The ground shook so hard Yulinar had to grab a table to steady herself. Minutes later, she heard a warning crackling over the speakers of the neighborhood mosque - a tsunami could crash into her fishing village on Sumatra island at any minute.
But despite the intensity of the shallow undersea earthquake, no waves lashed the beach near her home and the family shack was undamaged. A quirk of nature sent the full force of the tsunami out to sea, preventing a repeat of the 2004 Indian Ocean disaster that killed more than 230,000 people - most of them on Sumatra.
"We heard the mayor's voice and then ran up a hill," said Yulinar, a mother of five, of the 8.4-magnitude quake that shook Indonesia on Wednesday. "It was very bad. I was so scared a tsunami was coming."

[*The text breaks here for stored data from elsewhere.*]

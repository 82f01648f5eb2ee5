//! List-processing offload worker
//!
//! Normalizes, filters and sorts book lists on a dedicated thread, speaking a
//! typed request/response protocol with a correlation id per request.

mod handle;
pub mod processing;
pub mod protocol;

pub use handle::WorkerHandle;
pub use processing::handle_json_message;
pub use protocol::{
    FilterCriteria, SortDirection, SortField, SortSpec, WorkerCommand, WorkerRequest,
    WorkerResponse, WorkerResult,
};
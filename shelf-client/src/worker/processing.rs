//! Pure list processing: normalize, filter, sort
//!
//! Nothing here reads the clock, the network, or any shared state. The
//! recency reference year arrives with the command.

use super::protocol::{
    FilterCriteria, SortSpec, WorkerCommand, WorkerRequest, WorkerResponse, WorkerResult,
};
use base64::engine::general_purpose::STANDARD;
use base64::Engine;
use serde_json::{Map, Value};
use sha2::{Digest, Sha256};
use shelf_common::models::{Book, MAX_RATING};
use std::panic::{self, AssertUnwindSafe};
use uuid::Uuid;

/// Weight of the rating component in the heuristic score
pub const RATING_WEIGHT: f32 = 0.6;
/// Weight of the popularity component
pub const POPULARITY_WEIGHT: f32 = 0.2;
/// Weight of the recency component
pub const RECENCY_WEIGHT: f32 = 0.2;

/// Rating count at which popularity saturates
const POPULARITY_SATURATION: f32 = 1000.0;
/// Publication year scored as least recent
const RECENCY_EPOCH: i32 = 1800;

const UNTITLED: &str = "Untitled";
const UNKNOWN_AUTHOR: &str = "Unknown Author";

const CANNED_EXPLANATIONS: &[&str] = &[
    "Readers with similar tastes rated this highly.",
    "A strong match for the genres you read most.",
    "Frequently finished by readers of your recent picks.",
    "A well-reviewed title with lasting appeal.",
    "Recommended for its standout storytelling.",
    "Popular with readers who enjoy thoughtful books.",
];

/// Run one command to completion
///
/// Errors and panics both come back as [`WorkerResult::Error`].
pub fn execute(command: WorkerCommand) -> WorkerResult {
    match panic::catch_unwind(AssertUnwindSafe(|| run(command))) {
        Ok(Ok(result)) => result,
        Ok(Err(error)) => WorkerResult::Error { error },
        Err(_) => WorkerResult::Error {
            error: "worker panicked while processing".to_string(),
        },
    }
}

fn run(command: WorkerCommand) -> Result<WorkerResult, String> {
    match command {
        WorkerCommand::ProcessRecommendations { books, reference_year } => {
            Ok(WorkerResult::RecommendationsProcessed {
                recommendations: process(&books, reference_year)?,
            })
        }
        WorkerCommand::FilterRecommendations { books, criteria } => {
            criteria.validate()?;
            Ok(WorkerResult::RecommendationsFiltered {
                recommendations: filter(books, &criteria),
            })
        }
        WorkerCommand::SortRecommendations { books, sort } => Ok(WorkerResult::RecommendationsSorted {
            recommendations: sort_books(books, &sort),
        }),
    }
}

/// Handle one JSON-encoded request and produce a JSON-encoded response
///
/// An unparseable request is answered with an `ERROR` carrying the nil id.
pub fn handle_json_message(message: &str) -> String {
    let response = match serde_json::from_str::<WorkerRequest>(message) {
        Ok(request) => WorkerResponse {
            id: request.id,
            result: execute(request.command),
        },
        Err(e) => WorkerResponse {
            id: Uuid::nil(),
            result: WorkerResult::Error {
                error: format!("invalid worker message: {}", e),
            },
        },
    };

    serde_json::to_string(&response).unwrap_or_else(|e| {
        format!(r#"{{"id":"{}","type":"ERROR","error":"{}"}}"#, Uuid::nil(), e)
    })
}

/// Normalize every raw record
pub fn process(raw: &[Value], reference_year: i32) -> Result<Vec<Book>, String> {
    raw.iter()
        .enumerate()
        .map(|(index, record)| match record {
            Value::Object(fields) => Ok(normalize_book(fields, index, reference_year)),
            other => Err(format!(
                "record {} is not an object (got {})",
                index,
                json_kind(other)
            )),
        })
        .collect()
}

/// Keep the books matching `criteria`
pub fn filter(books: Vec<Book>, criteria: &FilterCriteria) -> Vec<Book> {
    books.into_iter().filter(|b| criteria.matches(b)).collect()
}

/// Stable sort by `spec`
pub fn sort_books(mut books: Vec<Book>, spec: &SortSpec) -> Vec<Book> {
    books.sort_by(|a, b| spec.compare(a, b));
    books
}

/// Build a book from a loosely typed record, filling gaps with defaults
pub fn normalize_book(fields: &Map<String, Value>, index: usize, reference_year: i32) -> Book {
    let title = first_string(fields, &["title", "name"]).unwrap_or_else(|| UNTITLED.to_string());

    let id = first_present(fields, &["id", "bookId", "book_id"])
        .and_then(scalar_string)
        .unwrap_or_else(|| format!("book-{}-{}", index, &title_digest_hex(&title)[..8]));

    let author = first_present(fields, &["author", "authors"])
        .and_then(author_string)
        .unwrap_or_else(|| UNKNOWN_AUTHOR.to_string());

    let rating = first_present(fields, &["rating", "averageRating", "average_rating"])
        .and_then(number)
        .map(|r| sanitize(r as f32).clamp(0.0, MAX_RATING))
        .unwrap_or(0.0);

    let genres = first_present(fields, &["genres", "categories", "genre"])
        .map(genre_list)
        .unwrap_or_default();

    let published_year = first_present(fields, &["publishedYear", "published_year", "year", "publishedDate"])
        .and_then(year);

    let ratings_count = first_present(fields, &["ratingsCount", "ratings_count", "votes", "popularity"])
        .and_then(number)
        .filter(|n| *n >= 0.0)
        .map(|n| n.min(u32::MAX as f64) as u32);

    let description = first_string(fields, &["description", "summary"]);

    let cover_image = first_string(fields, &["coverImage", "cover_image", "cover", "image"])
        .filter(|c| !c.trim().is_empty())
        .unwrap_or_else(|| placeholder_cover(&title));

    let score = first_present(fields, &["score", "recommendationScore"])
        .and_then(number)
        .map(|s| sanitize(s as f32).clamp(0.0, 1.0))
        .unwrap_or_else(|| heuristic_score(rating, ratings_count, published_year, reference_year));

    let explanation = first_string(fields, &["explanation", "reason"])
        .filter(|e| !e.trim().is_empty())
        .unwrap_or_else(|| canned_explanation(&id, &title).to_string());

    Book {
        id,
        title,
        author,
        cover_image: Some(cover_image),
        rating,
        genres,
        score: Some(score),
        explanation: Some(explanation),
        published_year,
        ratings_count,
        description,
    }
}

/// Heuristic recommendation score in [0, 1]
///
/// `0.6 * rating/5 + 0.2 * popularity + 0.2 * recency`, each component
/// clamped to [0, 1] first.
pub fn heuristic_score(
    rating: f32,
    ratings_count: Option<u32>,
    published_year: Option<i32>,
    reference_year: i32,
) -> f32 {
    let rating_part = (sanitize(rating) / MAX_RATING).clamp(0.0, 1.0);

    let popularity = ratings_count
        .map(|n| (n as f32 / POPULARITY_SATURATION).min(1.0))
        .unwrap_or(0.0);

    let recency = published_year
        .map(|year| {
            let span = reference_year.saturating_sub(RECENCY_EPOCH) as f32;
            if span <= 0.0 {
                1.0
            } else {
                (year.saturating_sub(RECENCY_EPOCH) as f32 / span).clamp(0.0, 1.0)
            }
        })
        .unwrap_or(0.0);

    (RATING_WEIGHT * rating_part + POPULARITY_WEIGHT * popularity + RECENCY_WEIGHT * recency).clamp(0.0, 1.0)
}

/// Inline SVG cover keyed by the title, as a base64 data URI
///
/// Same title, same image.
pub fn placeholder_cover(title: &str) -> String {
    let digest = Sha256::digest(title.as_bytes());
    let hue = u16::from_be_bytes([digest[0], digest[1]]) % 360;

    let svg = format!(
        concat!(
            r#"<svg xmlns="http://www.w3.org/2000/svg" width="200" height="300" viewBox="0 0 200 300">"#,
            r#"<rect width="200" height="300" fill="hsl({hue},45%,35%)"/>"#,
            r##"<text x="100" y="165" font-family="serif" font-size="56" fill="#ffffff" text-anchor="middle">{initials}</text>"##,
            "</svg>"
        ),
        hue = hue,
        initials = initials(title),
    );

    format!("data:image/svg+xml;base64,{}", STANDARD.encode(svg))
}

/// Canned explanation picked deterministically from id and title
pub fn canned_explanation(id: &str, title: &str) -> &'static str {
    let mut hasher = Sha256::new();
    hasher.update(id.as_bytes());
    hasher.update([0u8]);
    hasher.update(title.as_bytes());
    let digest = hasher.finalize();

    let pick = u32::from_be_bytes([digest[0], digest[1], digest[2], digest[3]]) as usize;
    CANNED_EXPLANATIONS[pick % CANNED_EXPLANATIONS.len()]
}

fn initials(title: &str) -> String {
    let letters: String = title
        .split_whitespace()
        .filter_map(|word| word.chars().find(|c| c.is_alphanumeric()))
        .take(2)
        .flat_map(char::to_uppercase)
        .collect();

    if letters.is_empty() {
        "?".to_string()
    } else {
        letters
    }
}

fn title_digest_hex(title: &str) -> String {
    Sha256::digest(title.as_bytes())
        .iter()
        .map(|b| format!("{:02x}", b))
        .collect()
}

fn sanitize(value: f32) -> f32 {
    if value.is_finite() {
        value
    } else {
        0.0
    }
}

fn first_present<'a>(fields: &'a Map<String, Value>, keys: &[&str]) -> Option<&'a Value> {
    keys.iter()
        .filter_map(|k| fields.get(*k))
        .find(|v| !v.is_null())
}

fn first_string(fields: &Map<String, Value>, keys: &[&str]) -> Option<String> {
    first_present(fields, keys).and_then(scalar_string)
}

fn scalar_string(value: &Value) -> Option<String> {
    match value {
        Value::String(s) if !s.trim().is_empty() => Some(s.trim().to_string()),
        Value::Number(n) => Some(n.to_string()),
        _ => None,
    }
}

fn author_string(value: &Value) -> Option<String> {
    match value {
        Value::Array(items) => {
            let names: Vec<String> = items.iter().filter_map(scalar_string).collect();
            (!names.is_empty()).then(|| names.join(", "))
        }
        other => scalar_string(other),
    }
}

fn number(value: &Value) -> Option<f64> {
    match value {
        Value::Number(n) => n.as_f64(),
        Value::String(s) => s.trim().parse().ok(),
        _ => None,
    }
}

fn year(value: &Value) -> Option<i32> {
    match value {
        Value::Number(n) => n.as_i64().and_then(|y| i32::try_from(y).ok()),
        // Dates such as "1965-08-01" keep their leading year
        Value::String(s) => s.trim().get(..4).and_then(|y| y.parse().ok()),
        _ => None,
    }
}

fn genre_list(value: &Value) -> Vec<String> {
    match value {
        Value::Array(items) => items.iter().filter_map(scalar_string).collect(),
        Value::String(s) => s
            .split(',')
            .map(str::trim)
            .filter(|g| !g.is_empty())
            .map(str::to_string)
            .collect(),
        _ => Vec::new(),
    }
}

fn json_kind(value: &Value) -> &'static str {
    match value {
        Value::Null => "null",
        Value::Bool(_) => "boolean",
        Value::Number(_) => "number",
        Value::String(_) => "string",
        Value::Array(_) => "array",
        Value::Object(_) => "object",
    }
}
//! Flat id -> book catalog
//!
//! Books are never removed; a newer fetch of the same id replaces the
//! previous record.

use crate::models::Book;
use std::collections::HashMap;

#[derive(Debug, Clone, Default)]
pub struct BookCatalog {
    books: HashMap<String, Book>,
}

impl BookCatalog {
    pub fn new() -> Self {
        Self::default()
    }

    /// Insert or supersede a single book
    pub fn upsert(&mut self, book: Book) {
        self.books.insert(book.id.clone(), book);
    }

    /// Insert or supersede every book in `books`, returning how many were new
    pub fn upsert_many<I>(&mut self, books: I) -> usize
    where
        I: IntoIterator<Item = Book>,
    {
        books
            .into_iter()
            .filter(|book| self.books.insert(book.id.clone(), book.clone()).is_none())
            .count()
    }

    pub fn get(&self, id: &str) -> Option<&Book> {
        self.books.get(id)
    }

    pub fn len(&self) -> usize {
        self.books.len()
    }

    pub fn is_empty(&self) -> bool {
        self.books.is_empty()
    }
}
//! Dashboard UI state
//!
//! State is only ever changed by applying a [`DashboardAction`] through
//! [`DashboardState::reduce`]. The reducer is pure: same state and action,
//! same result.

use serde::{Deserialize, Serialize};
use serde_json::Value;
use std::collections::BTreeMap;

/// Default brightness percentage
pub const DEFAULT_BRIGHTNESS: u8 = 100;

/// Colour theme
#[derive(Debug, Clone, Copy, PartialEq, Eq, Default, Serialize, Deserialize)]
#[serde(rename_all = "lowercase")]
pub enum Theme {
    Light,
    Dark,
    #[default]
    Auto,
}

/// How book cards are laid out
#[derive(Debug, Clone, Copy, PartialEq, Eq, Default, Serialize, Deserialize)]
#[serde(rename_all = "lowercase")]
pub enum Layout {
    #[default]
    Grid,
    List,
    Carousel,
}

/// Cosmetic "AI mode" selector
#[derive(Debug, Clone, Copy, PartialEq, Eq, Default, Serialize, Deserialize)]
#[serde(rename_all = "lowercase")]
pub enum AiMode {
    #[default]
    Basic,
    Enhanced,
    Neural,
}

/// Full dashboard state
#[derive(Debug, Clone, PartialEq, Serialize, Deserialize)]
#[serde(rename_all = "camelCase")]
pub struct DashboardState {
    pub theme: Theme,
    /// Brightness percentage, 0-100
    pub brightness: u8,
    pub layout: Layout,
    pub ai_mode: AiMode,
    /// Free-form state per component id
    #[serde(default)]
    pub component_state: BTreeMap<String, Value>,
}

impl Default for DashboardState {
    fn default() -> Self {
        Self {
            theme: Theme::default(),
            brightness: DEFAULT_BRIGHTNESS,
            layout: Layout::default(),
            ai_mode: AiMode::default(),
            component_state: BTreeMap::new(),
        }
    }
}

/// Actions accepted by the dashboard reducer
#[derive(Debug, Clone, PartialEq, Serialize, Deserialize)]
#[serde(tag = "type", content = "payload", rename_all = "SCREAMING_SNAKE_CASE")]
pub enum DashboardAction {
    SetTheme(Theme),
    /// Values above 100 are clamped
    SetBrightness(u16),
    SetLayout(Layout),
    SetAiMode(AiMode),
    #[serde(rename_all = "camelCase")]
    SetComponentState { component_id: String, state: Value },
    #[serde(rename_all = "camelCase")]
    ClearComponentState { component_id: String },
    Reset,
}

impl DashboardAction {
    /// True if applying this action can change the persisted preferences
    pub fn touches_prefs(&self) -> bool {
        matches!(
            self,
            DashboardAction::SetTheme(_)
                | DashboardAction::SetBrightness(_)
                | DashboardAction::SetLayout(_)
                | DashboardAction::SetAiMode(_)
                | DashboardAction::Reset
        )
    }
}

impl DashboardState {
    /// Start from persisted preferences with empty component state
    pub fn from_prefs(prefs: PersistedPrefs) -> Self {
        Self {
            theme: prefs.theme,
            brightness: prefs.brightness.min(100),
            layout: prefs.layout,
            ai_mode: prefs.ai_mode,
            component_state: BTreeMap::new(),
        }
    }

    /// Apply `action`, returning the next state
    pub fn reduce(mut self, action: DashboardAction) -> Self {
        match action {
            DashboardAction::SetTheme(theme) => self.theme = theme,
            DashboardAction::SetBrightness(value) => self.brightness = value.min(100) as u8,
            DashboardAction::SetLayout(layout) => self.layout = layout,
            DashboardAction::SetAiMode(mode) => self.ai_mode = mode,
            DashboardAction::SetComponentState { component_id, state } => {
                self.component_state.insert(component_id, state);
            }
            DashboardAction::ClearComponentState { component_id } => {
                self.component_state.remove(&component_id);
            }
            DashboardAction::Reset => return Self::default(),
        }
        self
    }

    /// The subset of state kept across restarts
    pub fn prefs(&self) -> PersistedPrefs {
        PersistedPrefs {
            theme: self.theme,
            brightness: self.brightness,
            layout: self.layout,
            ai_mode: self.ai_mode,
        }
    }
}

/// Preferences saved across restarts
#[derive(Debug, Clone, Copy, PartialEq, Eq, Serialize, Deserialize)]
#[serde(rename_all = "camelCase", default)]
pub struct PersistedPrefs {
    pub theme: Theme,
    pub brightness: u8,
    pub layout: Layout,
    pub ai_mode: AiMode,
}

impl Default for PersistedPrefs {
    fn default() -> Self {
        DashboardState::default().prefs()
    }
}

#[cfg(test)]
mod tests {
    use super::*;
    use serde_json::json;

    #[test]
    fn test_default_state() {
        let state = DashboardState::default();
        assert_eq!(state.theme, Theme::Auto);
        assert_eq!(state.brightness, 100);
        assert_eq!(state.layout, Layout::Grid);
        assert_eq!(state.ai_mode, AiMode::Basic);
        assert!(state.component_state.is_empty());
    }

    #[test]
    fn test_reduce_sets_fields() {
        let state = DashboardState::default()
            .reduce(DashboardAction::SetTheme(Theme::Dark))
            .reduce(DashboardAction::SetLayout(Layout::Carousel))
            .reduce(DashboardAction::SetAiMode(AiMode::Neural))
            .reduce(DashboardAction::SetBrightness(40));

        assert_eq!(state.theme, Theme::Dark);
        assert_eq!(state.layout, Layout::Carousel);
        assert_eq!(state.ai_mode, AiMode::Neural);
        assert_eq!(state.brightness, 40);
    }

    #[test]
    fn test_brightness_clamped() {
        let state = DashboardState::default().reduce(DashboardAction::SetBrightness(250));
        assert_eq!(state.brightness, 100);
    }

    #[test]
    fn test_component_state_set_and_clear() {
        let state = DashboardState::default().reduce(DashboardAction::SetComponentState {
            component_id: "news-panel".to_string(),
            state: json!({"expanded": true}),
        });
        assert_eq!(state.component_state["news-panel"], json!({"expanded": true}));

        let state = state.reduce(DashboardAction::ClearComponentState {
            component_id: "news-panel".to_string(),
        });
        assert!(state.component_state.is_empty());
    }

    #[test]
    fn test_reset_restores_defaults() {
        let state = DashboardState::default()
            .reduce(DashboardAction::SetTheme(Theme::Light))
            .reduce(DashboardAction::Reset);
        assert_eq!(state, DashboardState::default());
    }

    #[test]
    fn test_action_wire_format() {
        let action: DashboardAction =
            serde_json::from_value(json!({"type": "SET_THEME", "payload": "dark"})).unwrap();
        assert_eq!(action, DashboardAction::SetTheme(Theme::Dark));

        let action: DashboardAction = serde_json::from_value(json!({
            "type": "SET_COMPONENT_STATE",
            "payload": {"componentId": "c1", "state": 3}
        }))
        .unwrap();
        assert!(!action.touches_prefs());
    }

    #[test]
    fn test_prefs_roundtrip_drops_component_state() {
        let state = DashboardState::default()
            .reduce(DashboardAction::SetTheme(Theme::Dark))
            .reduce(DashboardAction::SetComponentState {
                component_id: "c".to_string(),
                state: json!(1),
            });
        let restored = DashboardState::from_prefs(state.prefs());
        assert_eq!(restored.theme, Theme::Dark);
        assert!(restored.component_state.is_empty());
    }

    #[test]
    fn test_partial_prefs_use_defaults() {
        let prefs: PersistedPrefs = serde_json::from_str(r#"{"theme":"light"}"#).unwrap();
        assert_eq!(prefs.theme, Theme::Light);
        assert_eq!(prefs.brightness, DEFAULT_BRIGHTNESS);
    }
}
//! Timestamp utilities

use chrono::{DateTime, Datelike, Utc};

/// Get current UTC timestamp
pub fn now() -> DateTime<Utc> {
    Utc::now()
}

/// Current calendar year (UTC), used as the recency reference for scoring
pub fn current_year() -> i32 {
    Utc::now().year()
}

/// Convert milliseconds to duration
pub fn millis_to_duration(millis: u64) -> std::time::Duration {
    std::time::Duration::from_millis(millis)
}

#[cfg(test)]
mod tests {
    use super::*;
    use std::time::Duration;

    #[test]
    fn test_now_returns_valid_timestamp() {
        let timestamp = now();
        // Should be a reasonable timestamp (after year 2000)
        assert!(timestamp.timestamp() > 946_684_800);
    }

    #[test]
    fn test_current_year_matches_now() {
        assert_eq!(current_year(), now().year());
        assert!(current_year() >= 2024);
    }

    #[test]
    fn test_millis_to_duration() {
        assert_eq!(millis_to_duration(0), Duration::ZERO);
        assert_eq!(millis_to_duration(1500), Duration::from_millis(1500));
    }
}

A series of powerful aftershocks followed, killing 13 people and injuring 50 others, damaging hundreds of homes, mosques and schools, and unleashing a ten foot high wave.
Mike Turnbull, a seismologist at Australia's Central Queensland University, said the region escaped disaster this time around because the wave spawned by the first, most powerful tremor was pushed to sea rather than land.
"It could have quite easily have been the other way," he said, noting that pressure between the shifting Australian-Indian and Asian plates has been building up over hundreds of thousands of years and was ready to explode. "It's a quirk of nature that this is how it happened."
Most of the damage came from the earthquakes and aftershocks - which had magnitudes of up to 7.8 - but even that was "minimal," Indonesian President Susilo Bambang Yudhoyono said after the Air Force conducted an aerial survey.
A nine-member United Nations' assessment team reached the same conclusion after visiting the area, saying a major international relief operation was not required, John Holmes, the U.N.'s emergency relief coordinator, said in a statement from New York.
That did little to diminish the horror, however, felt by residents in the Sumatran fishing village hit by Wednesday's tsunami, which swept a dozen houses to sea and damaged scores more.
People in Muara Maras watched in horror as the ocean retreated and then raced back to shore.
"I heard people screaming and yelling, 'Tsunami! tsunami!"' said Rukhlan, a 43-year-old fisherman. "I ran to find my children, but they had already gone to the hills."
A 65-year-old woman, Asiah, said she felt weak when the earth started moving beneath her.
"I was having difficulty breathing or walking," she said. "I was afraid. My son grabbed hold of me and carried me out of the house. All I could do was pray."
Some of the worst damage from the quakes - almost all of which were centered less than 120 miles from the shore and about 12 miles deep - occurred in the Sumatran city of Padang.
"At least five large buildings - including mosques, houses and a school - collapsed," said Surya Budhi, who was overseeing emergency response in the area, and rescuers were searching for survivors at a badly damaged car dealership.
A fire also broke out on the fourth floor of a shopping mall.
Many people have refused to return to their homes, fearing a repeat of the 2004 tsunami, which hit Sumatra the hardest. Indonesia has issued and lifted a series of tsunami alerts in recent days, including one Friday after a 6.6-magnitude tremor.
Telephone lines and electricity were disrupted across a large swath of Indonesia, making it difficult to get information about casualties.
But Rustam Pakaya, the chief of Health Crisis Center, said at least 13 had died - a figure based on information gathered from hospitals, clinics and regional health offices. Fifty others were injured.
Indonesia, the world's largest archipelago, with a population of 235 million people, is prone to seismic upheaval due to its location on the "Ring of Fire," an arc of volcanos and fault lines encircling the Pacific Basin.